Memristors are now becoming a vital piece for computer architecture across in-memory computing engines for artificial neural networks (ANNs)—and ANNs are themselves becoming a set of powerful artificial intelligence (AI) algorithms for many areas of automation. While complementary metal-oxide-semiconductor (CMOS) architectures have been the gold-standard for many years, engineers are looking at other alternatives, and the human brain (and its attached central nervous system) has been gathering interest for AI-related applications.
It goes without saying that having a higher computational power helps AI algorithms to perform their operations more efficiently. Even with modern computing advances, the supercomputers available nowadays are nowhere near close to rivalling the brain when it comes to energy and area efficiency as the brain can perform significantly more operations per watt. So, if the power of our very own ‘natural computers’ could be harnessed, then our man-made computing and AI operations could potentially become much more efficient.

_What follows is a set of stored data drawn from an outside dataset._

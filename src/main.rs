/*
 * Copyright 2026 Google LLC All Rights Reserved.
 *
 * Licensed under the Apache License, Version 2.0 (the "License");
 * you may not use this file except in compliance with the License.
 * You may obtain a copy of the License at
 *
 *     http://www.apache.org/licenses/LICENSE-2.0
 *
 * Unless required by applicable law or agreed to in writing, software
 * distributed under the License is distributed on an "AS IS" BASIS,
 * WITHOUT WARRANTIES OR CONDITIONS OF ANY KIND, either express or implied.
 * See the License for the specific language governing permissions and
 * limitations under the License.
 */

use clap::Parser;

#[tokio::main]
async fn main() -> agon::Result<()> {
    agon::Cli::parse().drive().await
}
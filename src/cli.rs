/*
 * Copyright 2026 Google LLC All Rights Reserved.
 *
 * Licensed under the Apache License, Version 2.0 (the "License");
 * you may not use this file except in compliance with the License.
 * You may obtain a copy of the License at
 *
 *     http://www.apache.org/licenses/LICENSE-2.0
 *
 * Unless required by applicable law or agreed to in writing, software
 * distributed under the License is distributed on an "AS IS" BASIS,
 * WITHOUT WARRANTIES OR CONDITIONS OF ANY KIND, either express or implied.
 * See the License for the specific language governing permissions and
 * limitations under the License.
 */

use std::{
    sync::{
        atomic::{AtomicBool, Ordering},
        Arc,
    },
    time::Duration,
};

use eyre::WrapErr;
use futures::Stream;
use kube::runtime::{watcher, WatchStreamExt};
use serde::de::DeserializeOwned;

use crate::{
    admin,
    api::{GameServer, GameServerSet},
    client::KubeClientset,
    config::Config,
    crd,
    gameserversets::Controller,
    informer::Informer,
    signal,
    webhook::WebHook,
};

const VERSION: &str = env!("CARGO_PKG_VERSION");

#[derive(clap::Parser)]
#[command(version, about)]
pub struct Cli {
    #[clap(flatten)]
    pub config: Config,
    #[clap(
        short,
        long,
        env = "AGON_QUIET",
        help = "Whether to suppress logging to stdout/stderr."
    )]
    quiet: bool,
}

impl Cli {
    /// Drives the controller lifecycle: client bootstrap, CRD gate,
    /// informers, admin and webhook endpoints, then the worker pool until
    /// a shutdown signal arrives.
    pub async fn drive(self) -> crate::Result<()> {
        if !self.quiet {
            let env_filter = tracing_subscriber::EnvFilter::builder()
                .with_default_directive(tracing_subscriber::filter::LevelFilter::INFO.into())
                .from_env_lossy();
            tracing_subscriber::fmt()
                .json()
                .with_env_filter(env_filter)
                .init();
        }

        tracing::info!(version = VERSION, "starting gameserverset controller");
        self.config.validate()?;

        let _ = rustls::crypto::ring::default_provider().install_default();

        let (shutdown_tx, shutdown_rx) = signal::spawn_handler();

        let client = tokio::time::timeout(
            Duration::from_secs(5),
            kube::Client::try_default(),
        )
        .await
        .wrap_err("timed out connecting to the cluster")??;

        {
            let mut shutdown = shutdown_rx.clone();
            crd::wait_for_established(
                client.clone(),
                &["gameserversets.agon.dev", "gameservers.agon.dev"],
                &mut shutdown,
            )
            .await?;
        }

        let health = admin::Health::new(shutdown_tx.clone());
        let ready = Arc::new(AtomicBool::new(false));
        let mut webhook = WebHook::default();
        let allocation_mutex = Arc::new(tokio::sync::Mutex::new(()));

        let mut gameservers = Informer::<GameServer>::new();
        let mut gameserversets = Informer::<GameServerSet>::new();

        let controller = Controller::new(
            &mut webhook,
            &health,
            allocation_mutex,
            KubeClientset::new(client.clone()),
            &mut gameservers,
            &mut gameserversets,
            self.config.resync(),
            shutdown_rx.clone(),
        );

        // readiness flips once both caches have synced
        tokio::spawn({
            let gameservers = gameservers.view();
            let gameserversets = gameserversets.view();
            let ready = ready.clone();
            let mut shutdown = shutdown_rx.clone();
            async move {
                if gameservers.wait_for_sync(&mut shutdown).await
                    && gameserversets.wait_for_sync(&mut shutdown).await
                {
                    ready.store(true, Ordering::SeqCst);
                }
            }
        });

        tokio::spawn({
            let address = self.config.admin_address;
            let health = health.clone();
            let ready = ready.clone();
            let shutdown = shutdown_rx.clone();
            async move {
                if let Err(error) = admin::server(address, health, ready, shutdown).await {
                    tracing::error!(%error, "admin endpoint failed");
                }
            }
        });

        tokio::spawn({
            let address = self.config.webhook_address;
            let shutdown = shutdown_rx.clone();
            async move {
                if let Err(error) = webhook.run(address, shutdown).await {
                    tracing::error!(%error, "admission webhook endpoint failed");
                }
            }
        });

        tokio::spawn({
            let stream =
                watch_stream::<GameServer>(client.clone(), self.config.namespace.as_deref());
            let shutdown = shutdown_rx.clone();
            let shutdown_tx = shutdown_tx.clone();
            async move {
                if let Err(error) = gameservers.run(stream, shutdown).await {
                    tracing::error!(%error, "gameserver informer failed");
                    let _ = shutdown_tx.send(());
                }
            }
        });

        tokio::spawn({
            let stream =
                watch_stream::<GameServerSet>(client.clone(), self.config.namespace.as_deref());
            let shutdown = shutdown_rx.clone();
            let shutdown_tx = shutdown_tx.clone();
            async move {
                if let Err(error) = gameserversets.run(stream, shutdown).await {
                    tracing::error!(%error, "gameserverset informer failed");
                    let _ = shutdown_tx.send(());
                }
            }
        });

        controller.run(self.config.workers).await?;

        tracing::info!("shut down gameserverset controller");
        Ok(())
    }
}

fn watch_stream<K>(
    client: kube::Client,
    namespace: Option<&str>,
) -> impl Stream<Item = Result<watcher::Event<K>, watcher::Error>>
where
    K: kube::Resource<DynamicType = (), Scope = kube::core::NamespaceResourceScope>
        + Clone
        + DeserializeOwned
        + std::fmt::Debug
        + Send
        + 'static,
{
    let api: kube::Api<K> = match namespace {
        Some(namespace) => kube::Api::namespaced(client, namespace),
        None => kube::Api::all(client),
    };

    watcher(api, watcher::Config::default()).default_backoff()
}
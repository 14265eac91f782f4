/*
 * Copyright 2026 Google LLC All Rights Reserved.
 *
 * Licensed under the Apache License, Version 2.0 (the "License");
 * you may not use this file except in compliance with the License.
 * You may obtain a copy of the License at
 *
 *     http://www.apache.org/licenses/LICENSE-2.0
 *
 * Unless required by applicable law or agreed to in writing, software
 * distributed under the License is distributed on an "AS IS" BASIS,
 * WITHOUT WARRANTIES OR CONDITIONS OF ANY KIND, either express or implied.
 * See the License for the specific language governing permissions and
 * limitations under the License.
 */

//! The admission webhook endpoint. Controllers register review handlers by
//! path; the server narrows HTTP into review JSON and maps handler errors
//! into generic denials. TLS termination sits in front of this process.

use std::{collections::HashMap, net::SocketAddr, sync::Arc};

use bytes::Bytes;
use http_body_util::{BodyExt, Full};
use hyper::{Method, Request, Response, StatusCode};
use kube::core::admission::AdmissionResponse;

use crate::signal::ShutdownRx;

type Body = Full<Bytes>;

type Handler = Box<dyn Fn(serde_json::Value) -> crate::Result<serde_json::Value> + Send + Sync>;

/// Review handlers keyed by request path.
#[derive(Default)]
pub struct WebHook {
    handlers: HashMap<String, Handler>,
}

impl WebHook {
    pub fn add_handler(
        &mut self,
        path: impl Into<String>,
        handler: impl Fn(serde_json::Value) -> crate::Result<serde_json::Value>
            + Send
            + Sync
            + 'static,
    ) {
        self.handlers.insert(path.into(), Box::new(handler));
    }

    /// Serves review requests until shutdown.
    pub async fn run(self, address: SocketAddr, mut shutdown: ShutdownRx) -> crate::Result<()> {
        tracing::info!(%address, "starting admission webhook endpoint");
        let handlers = Arc::new(self.handlers);
        let listener = tokio::net::TcpListener::bind(address).await?;

        loop {
            let (stream, _) = tokio::select! {
                accepted = listener.accept() => accepted?,
                _ = shutdown.changed() => return Ok(()),
            };

            let handlers = handlers.clone();
            tokio::spawn(async move {
                let stream = hyper_util::rt::TokioIo::new(stream);
                let svc = hyper::service::service_fn(move |req| {
                    let handlers = handlers.clone();
                    async move {
                        Ok::<_, std::convert::Infallible>(handle_request(req, &handlers).await)
                    }
                });

                if let Err(error) = hyper::server::conn::http1::Builder::new()
                    .serve_connection(stream, svc)
                    .await
                {
                    tracing::warn!(%error, "failed to serve admission request");
                }
            });
        }
    }
}

async fn handle_request(
    request: Request<hyper::body::Incoming>,
    handlers: &HashMap<String, Handler>,
) -> Response<Body> {
    if request.method() != Method::POST {
        return status_response(StatusCode::METHOD_NOT_ALLOWED);
    }
    let Some(handler) = handlers.get(request.uri().path()) else {
        return status_response(StatusCode::NOT_FOUND);
    };

    let body = match request.into_body().collect().await {
        Ok(collected) => collected.to_bytes(),
        Err(error) => {
            tracing::warn!(%error, "failed to read admission request body");
            return status_response(StatusCode::BAD_REQUEST);
        }
    };

    dispatch(handler, &body)
}

pub(crate) fn dispatch(handler: &Handler, body: &[u8]) -> Response<Body> {
    let review: serde_json::Value = match serde_json::from_slice(body) {
        Ok(review) => review,
        Err(error) => {
            tracing::warn!(%error, "undecodable admission review");
            return denial(&error.to_string());
        }
    };

    match handler(review) {
        Ok(response) => json_response(StatusCode::OK, &response),
        Err(error) => {
            tracing::warn!(error = format!("{error:?}"), "admission handler failed");
            denial(&error.to_string())
        }
    }
}

/// A generic denial for reviews the handler could not process.
fn denial(reason: &str) -> Response<Body> {
    let review = AdmissionResponse::invalid(reason).into_review();
    match serde_json::to_value(&review) {
        Ok(value) => json_response(StatusCode::OK, &value),
        Err(error) => {
            tracing::error!(%error, "failed to serialize denial response");
            status_response(StatusCode::INTERNAL_SERVER_ERROR)
        }
    }
}

fn json_response(status: StatusCode, value: &serde_json::Value) -> Response<Body> {
    Response::builder()
        .status(status)
        .header(
            "Content-Type",
            hyper::header::HeaderValue::from_static("application/json"),
        )
        .body(Body::new(Bytes::from(value.to_string())))
        .unwrap()
}

fn status_response(status: StatusCode) -> Response<Body> {
    let mut response = Response::new(Body::new(Bytes::new()));
    *response.status_mut() = status;
    response
}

Work has been done in emulating the brain and ANNs have become one of the best methods to do so, because the ANNs can be used to mimic one of the most fundamental aspects of the human brain—the electrical synapse. One of the key aspects to mimicking the brain is the ability to adapt to external stimuli, which varies over time, and ANNs have been able to do this to some extent by modulating the synaptic weights that are connected to the artificial synapses, as this allows the connectivity of the whole ANN system to be reconfigured with changing environments.
These artificial neural reconfigurations can reproduce the biological functionality of real neurons by using devices that can change their resistance/conductance (which acts as the synaptic weight) when there is a synaptic activity—which takes the form of an applied current or electrical bias. These devices also require several different resistance/conductance states to function effectively. Memristors have become one of the devices that are being used to facilitate the synapses within these neuromorphic computing architectures.
Even though ANNs have shown a lot of promise, they can’t yet be scaled up to the full capacity of a human brain without becoming power hungry and area-inefficient, because some of the current architectures separate logic and memory physically, making its scalability limited. When it comes to compatibility with existing CMOS technology, the process becomes highly inefficient, and it is worse with some devices compared to others.
This has been remedied somewhat by using crossbar architectures, such as memristors, where each of the conductance states acts as a non-volatile memory cell. As this reduces the data shuttling bottleneck between the memory and the compute seen in other ANN neuromorphic architectures. While this helps to increase efficiencies, most memristors are binary in nature as they typically possess two resistance states—a high resistance state where the device is ‘off’ and a low resistance state where it is ‘on’.
An analog operation (with multiple resistance states) is preferable to binary operations as more operations minimise the quantisation error, leading to more accurate and efficient systems. However, achieving multiple resistance states is difficult within many memristors, and approaches to implement analog operations in binary devices has led to ANNs not being able to converge correctly. So, new approaches are being trialled to find how memristors can achieve analog operations, and recent research has turned to graphene to help.
Recent research into graphene memristors has led to some interesting results for these synaptic ANN systems and neuromorphic computer hardware in general. Based on programmable graphene field-effect transistors (GFETs), the result was a resistive memory device capable of achieving more than 16 conductance states, solving some of the key issues with existing architectures.
This is a significant improvement on the binary states seen with many memristor devices and is a significant achievement in the graphene memory space in itself. While graphene-based memory devices are not a new concept, most graphene memory devices only have 2 memory states (1-bit) on a single device, so the existence of multiple states is rather new and unique for this kind of architecture. The graphene memristors also showed desirable retention and switching endurance, as well as an enhanced accuracy compared to other synaptic devices.
While this is still only early days, the use of graphene presents some potential for furthering neuromorphic computing by making the ANNs more efficient and accurate. More people are trying to get graphene into the electronics and computing space, so it’s interesting to see more innovative areas come about. There is also a lot of collaboration within the graphene industry, so there should be no barriers from this side of the industry. Still, we will have to see if the data and computing sectors look further into adopting graphene memristor architecture (and graphene-enhanced memory devices in general) for advanced computing systems.